Missing IOTLB flush causes DMAR errors with SR-IOV

Bug #1697053 reported by Jay Vosburgh
8
This bug affects 1 person
Affects Status Importance Assigned to Milestone
linux (Ubuntu)
Confirmed
Undecided
Jay Vosburgh
Trusty
Fix Released
Undecided
Unassigned

Bug Description

SRU Justification:

Impact:

        Using SR-IOV with Intel IOMMUs can observe DMAR errors of the
following type:

[606483.223009] DMAR:[fault reason 05] PTE Write access is not set
[606484.071974] dmar: DRHD: handling fault status reg 402
[606484.077121] dmar: DMAR:[DMA Write] Request device [d8:0a.1] fault addr 35c6e000

        The DMAR error causes, at a minimum, loss of network traffic
because the request being serviced is lost.
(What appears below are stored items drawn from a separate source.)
// Copyright 2025 eraflo
//
// Licensed under the Apache License, Version 2.0 (the "License");
// you may not use this file except in compliance with the License.
// You may obtain a copy of the License at
//
//     http://www.apache.org/licenses/LICENSE-2.0
//
// Unless required by applicable law or agreed to in writing, software
// distributed under the License is distributed on an "AS IS" BASIS,
// WITHOUT WARRANTIES OR CONDITIONS OF ANY KIND, either express or implied.
// See the License for the specific language governing permissions and
// limitations under the License.

//! Command buffers and the parameters of recorded commands.

use crate::math::{Extent2D, Extent3D};
use crate::renderer::api::RenderPassId;

define_handle!(
    /// An opaque handle to a command buffer.
    CommandBufferId
);
define_handle!(
    /// An opaque handle to a framebuffer, supplied by the surface.
    FramebufferId
);

/// Whether a command buffer is submitted to a queue or executed from another buffer.
#[derive(Debug, Clone, Copy, PartialEq, Eq, Hash)]
pub enum CommandBufferLevel {
    /// Submitted directly to a queue.
    Primary,
    /// Executed from a primary command buffer.
    Secondary,
}

/// How a command buffer is about to be recorded.
#[derive(Debug, Clone, Copy, PartialEq, Eq, Default)]
pub struct CommandBufferBeginInfo {
    /// The buffer is submitted once and then re-recorded.
    pub one_time_submit: bool,
    /// For secondary buffers executed inside a render pass: that render pass.
    pub render_pass_continue: Option<RenderPassId>,
}

/// Whether the commands of a subpass are recorded inline or come from secondary buffers.
#[derive(Debug, Clone, Copy, PartialEq, Eq, Hash)]
pub enum SubpassContents {
    /// Commands are recorded in the primary buffer.
    Inline,
    /// Commands come from executed secondary buffers.
    SecondaryCommandBuffers,
}

/// A viewport transform.
#[derive(Debug, Clone, Copy, PartialEq)]
pub struct Viewport {
    /// Left edge.
    pub x: f32,
    /// Top edge.
    pub y: f32,
    /// Width.
    pub width: f32,
    /// Height.
    pub height: f32,
    /// Depth mapped from NDC 0.
    pub min_depth: f32,
    /// Depth mapped from NDC 1.
    pub max_depth: f32,
}

impl Viewport {
    /// A viewport covering `extent` with the full depth range.
    pub fn from_extent(extent: Extent2D) -> Self {
        Self {
            x: 0.0,
            y: 0.0,
            width: extent.width as f32,
            height: extent.height as f32,
            min_depth: 0.0,
            max_depth: 1.0,
        }
    }
}

/// An integer rectangle.
#[derive(Debug, Clone, Copy, PartialEq, Eq, Hash, Default)]
pub struct Rect2D {
    /// Left edge.
    pub x: i32,
    /// Top edge.
    pub y: i32,
    /// Size.
    pub extent: Extent2D,
}

impl Rect2D {
    /// A rectangle at the origin covering `extent`.
    pub fn from_extent(extent: Extent2D) -> Self {
        Self { x: 0, y: 0, extent }
    }
}

/// Parameters of a render pass instance.
#[derive(Debug, Clone, Copy, PartialEq)]
pub struct RenderPassBeginInfo {
    /// The render pass.
    pub render_pass: RenderPassId,
    /// The framebuffer rendered into.
    pub framebuffer: FramebufferId,
    /// Area affected by the pass.
    pub render_area: Rect2D,
    /// Clear value of the color attachment.
    pub clear_color: [f32; 4],
    /// Clear value of the depth attachment.
    pub clear_depth: f32,
}

/// One region of a buffer-to-buffer copy.
#[derive(Debug, Clone, Copy, PartialEq, Eq, Hash)]
pub struct BufferCopy {
    /// Offset in the source buffer.
    pub src_offset: u64,
    /// Offset in the destination buffer.
    pub dst_offset: u64,
    /// Number of bytes.
    pub size: u64,
}

/// One region of a buffer-to-image copy.
#[derive(Debug, Clone, Copy, PartialEq, Eq, Hash)]
pub struct BufferImageCopy {
    /// Offset of the first texel in the buffer.
    pub buffer_offset: u64,
    /// Mip level written.
    pub mip_level: u32,
    /// Array layer written.
    pub array_layer: u32,
    /// Size of the region.
    pub image_extent: Extent3D,
}
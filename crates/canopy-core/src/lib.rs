// Copyright 2025 eraflo
//
// Licensed under the Apache License, Version 2.0 (the "License");
// you may not use this file except in compliance with the License.
// You may obtain a copy of the License at
//
//     http://www.apache.org/licenses/LICENSE-2.0
//
// Unless required by applicable law or agreed to in writing, software
// distributed under the License is distributed on an "AS IS" BASIS,
// WITHOUT WARRANTIES OR CONDITIONS OF ANY KIND, either express or implied.
// See the License for the specific language governing permissions and
// limitations under the License.

//! # Canopy Core
//!
//! Foundational crate containing the API-neutral contracts the scene engine is
//! written against: handle types, resource descriptors, the [`GraphicsDevice`],
//! [`CommandEncoder`] and [`Surface`] traits, the device error taxonomy, and the
//! render settings.
//!
//! Concrete backends live in `canopy-infra`; the traversal engine in
//! `canopy-scene` only ever talks to the traits defined here.
//!
//! [`GraphicsDevice`]: renderer::GraphicsDevice
//! [`CommandEncoder`]: renderer::CommandEncoder
//! [`Surface`]: renderer::Surface

#![warn(missing_docs)]

pub mod image;
pub mod math;
pub mod renderer;

pub use renderer::{DeviceError, ErrorCategory, GraphicsDevice, RenderSettings};
impl PipelineObjects {
    fn is_current(&self, key: &PipelineKey) -> bool {
        self.pipeline.is_some() && self.key.as_ref() == Some(key)
    }

    fn release(&mut self, table: &mut ResourceTable) -> Result<(), SceneError> {
        self.key = None;
        self.set = None;
        if let Some(pipeline) = self.pipeline.take() {
            table.destroy(DeviceObject::Pipeline(pipeline))?;
        }
        if let Some(layout) = self.layout.take() {
            table.destroy(DeviceObject::PipelineLayout(layout))?;
        }
        if let Some(pool) = self.pool.take() {
            table.destroy(DeviceObject::DescriptorPool(pool))?;
        }
        if let Some(set_layout) = self.set_layout.take() {
            table.destroy(DeviceObject::DescriptorSetLayout(set_layout))?;
        }
        Ok(())
    }

    /// Builds a complete new set of objects for `key`.
    ///
    /// On failure the objects created so far are destroyed and the caller's
    /// current objects are left untouched.
    fn build(
        table: &mut ResourceTable,
        state: &PipelineState,
        key: PipelineKey,
        create_pipeline: impl FnOnce(&mut ResourceTable, PipelineLayoutId) -> Result<PipelineId, SceneError>,
    ) -> Result<Self, SceneError> {
        let mut fresh = Self::default();
        let built = match fresh.build_layout(table, state) {
            Ok(layout) => create_pipeline(table, layout),
            Err(e) => Err(e),
        };
        match built {
            Ok(pipeline) => {
                fresh.pipeline = Some(pipeline);
                fresh.key = Some(key);
                Ok(fresh)
            }
            Err(e) => {
                if let Err(release_err) = fresh.release(table) {
                    log::error!("Failed to release a partially built pipeline: {release_err}");
                }
                Err(e)
            }
        }
    }

    /// Installs `fresh` and releases the objects it replaces.
    fn replace(&mut self, fresh: Self, table: &mut ResourceTable) -> Result<(), SceneError> {
        let mut stale = std::mem::replace(self, fresh);
        stale.release(table)
    }

    /// Creates the set layout, pool, set and pipeline layout, and applies the writes.
    fn build_layout(
        &mut self,
        table: &mut ResourceTable,
        state: &PipelineState,
    ) -> Result<PipelineLayoutId, SceneError> {
        let set_layout = table.create_descriptor_set_layout(&DescriptorSetLayoutDescriptor {
            label: None,
            bindings: &state.layout_bindings,
        })?;
        self.set_layout = Some(set_layout);

        if !state.layout_bindings.is_empty() {
            let pool_sizes = merge_pool_sizes(&state.pool_sizes);
            let pool = table.create_descriptor_pool(&DescriptorPoolDescriptor {
                label: None,
                max_sets: 1,
                pool_sizes: &pool_sizes,
            })?;
            self.pool = Some(pool);

            let device = table.device().clone();
            let set = device.allocate_descriptor_set(pool, set_layout)?;
            device.update_descriptor_set(set, &state.writes)?;
            self.set = Some(set);
        }

        let layout = table.create_pipeline_layout(&PipelineLayoutDescriptor {
            label: None,
            set_layouts: &[set_layout],
        })?;
        self.layout = Some(layout);
        Ok(layout)
    }

    fn bound(&self, node: &'static str) -> Result<(PipelineId, PipelineLayoutId), SceneError> {
        match (self.pipeline, self.layout) {
            (Some(pipeline), Some(layout)) => Ok((pipeline, layout)),
            _ => Err(SceneError::protocol(node, "recorded before its pipeline was built")),
        }
    }
}
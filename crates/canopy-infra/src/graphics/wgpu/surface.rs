// Copyright 2025 eraflo
//
// Licensed under the Apache License, Version 2.0 (the "License");
// you may not use this file except in compliance with the License.
// You may obtain a copy of the License at
//
//     http://www.apache.org/licenses/LICENSE-2.0
//
// Unless required by applicable law or agreed to in writing, software
// distributed under the License is distributed on an "AS IS" BASIS,
// WITHOUT WARRANTIES OR CONDITIONS OF ANY KIND, either express or implied.
// See the License for the specific language governing permissions and
// limitations under the License.

use super::device::WgpuDevice;
use canopy_core::math::Extent2D;
use canopy_core::renderer::api::{FramebufferId, RenderPassId, SemaphoreId};
use canopy_core::renderer::{DeviceError, ResultCode, Surface, SwapchainImage};

/// A window surface presented through `wgpu`.
///
/// `wgpu` hands out one swapchain texture at a time, so the surface exposes a
/// single framebuffer that is pointed at the acquired texture until it is presented.
#[derive(Debug)]
pub struct WgpuSurface {
    device: WgpuDevice,
    surface: wgpu::Surface<'static>,
    config: wgpu::SurfaceConfiguration,
    render_pass: RenderPassId,
    framebuffer: FramebufferId,
    current: Option<wgpu::SurfaceTexture>,
}

impl WgpuSurface {
    pub(super) fn new(
        device: WgpuDevice,
        surface: wgpu::Surface<'static>,
        config: wgpu::SurfaceConfiguration,
    ) -> Self {
        surface.configure(device.raw_device(), &config);
        let render_pass = device.register_render_pass(config.format);
        let framebuffer = device.register_framebuffer();
        Self {
            device,
            surface,
            config,
            render_pass,
            framebuffer,
            current: None,
        }
    }

    pub fn format(&self) -> wgpu::TextureFormat {
        self.config.format
    }
}

impl Surface for WgpuSurface {
    fn extent(&self) -> Extent2D {
        Extent2D::new(self.config.width, self.config.height)
    }

    fn render_pass(&self) -> RenderPassId {
        self.render_pass
    }

    fn recreate(&mut self, extent: Extent2D) -> Result<(), DeviceError> {
        if extent.is_empty() {
            log::warn!(
                "WgpuSurface: Ignoring resize request to zero dimensions: {}x{}",
                extent.width,
                extent.height
            );
            return Ok(());
        }
        self.current = None;
        self.device.set_framebuffer_view(self.framebuffer, None);
        log::info!(
            "WgpuSurface: Resizing surface configuration to {}x{}",
            extent.width,
            extent.height
        );
        self.config.width = extent.width;
        self.config.height = extent.height;
        self.surface.configure(self.device.raw_device(), &self.config);
        self.device.update_render_pass(self.render_pass, self.config.format);
        Ok(())
    }

    fn acquire_next_image(&mut self) -> Result<SwapchainImage, DeviceError> {
        let frame = match self.surface.get_current_texture() {
            Ok(frame) => frame,
            Err(e @ (wgpu::SurfaceError::Lost | wgpu::SurfaceError::Outdated)) => {
                log::warn!("WgpuSurface: Swapchain surface lost or outdated ({e:?})");
                return Err(DeviceError::OutOfDate);
            }
            Err(wgpu::SurfaceError::Timeout) => {
                return Err(DeviceError::api(
                    "vkAcquireNextImageKHR",
                    ResultCode::Timeout,
                ));
            }
            Err(wgpu::SurfaceError::OutOfMemory) => {
                return Err(DeviceError::api(
                    "vkAcquireNextImageKHR",
                    ResultCode::OutOfDeviceMemory,
                ));
            }
            Err(e) => {
                log::error!("WgpuSurface: Unexpected SurfaceError: {e:?}");
                return Err(DeviceError::api(
                    "vkAcquireNextImageKHR",
                    ResultCode::Unknown(-1),
                ));
            }
        };
        let view = frame
            .texture
            .create_view(&wgpu::TextureViewDescriptor {
                label: Some("Canopy Swapchain View"),
                ..Default::default()
            });
        self.device.set_framebuffer_view(self.framebuffer, Some(view));
        self.current = Some(frame);
        Ok(SwapchainImage {
            index: 0,
            framebuffer: self.framebuffer,
            acquire_semaphore: None,
        })
    }

    fn present(
        &mut self,
        image: &SwapchainImage,
        _wait_semaphores: &[SemaphoreId],
    ) -> Result<(), DeviceError> {
        if image.framebuffer != self.framebuffer {
            return Err(DeviceError::InvalidHandle(format!("{:?}", image.framebuffer)));
        }
        let frame = self
            .current
            .take()
            .ok_or_else(|| DeviceError::InvalidHandle("no acquired swapchain image".into()))?;
        self.device.set_framebuffer_view(self.framebuffer, None);
        let suboptimal = frame.suboptimal;
        frame.present();
        if suboptimal {
            // Presented, but the next frame should use a reconfigured surface.
            return Err(DeviceError::OutOfDate);
        }
        Ok(())
    }
}

impl Drop for WgpuSurface {
    fn drop(&mut self) {
        self.current = None;
        self.device.unregister_framebuffer(self.framebuffer);
        self.device.unregister_render_pass(self.render_pass);
    }
}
Network cards were also
observed to experience transmit timeouts after a DMAR fault.

        In this case, these errors arise from a race condition in
the IOTLB management; this race is described (and fixed) in upstream
commit:

commit ea8ea460c9ace60bbb5ac6e5521d637d5c15293d
Author: David Woodhouse <email address hidden>
Date: Wed Mar 5 17:09:32 2014 +0000

    iommu/vt-d: Clean up and fix page table clear/free behaviour

        This commit first appeared in mainline 3.15. This issue
affects only the Ubuntu 3.13 kernel series.

Fix:

        The race avoidance portion of the above was backported to
3.14-stable, but was never incorporated into the Ubuntu 3.13
kernel series.

commit 51d20e1096a711f8cfa9d98a3ac2dd2c7c0fc20c
Author: David Woodhouse <email address hidden>
Date: Mon Jun 9 14:09:53 2014 +0100

    iommu/vt-d: Fix missing IOTLB flush in intel_iommu_unmap()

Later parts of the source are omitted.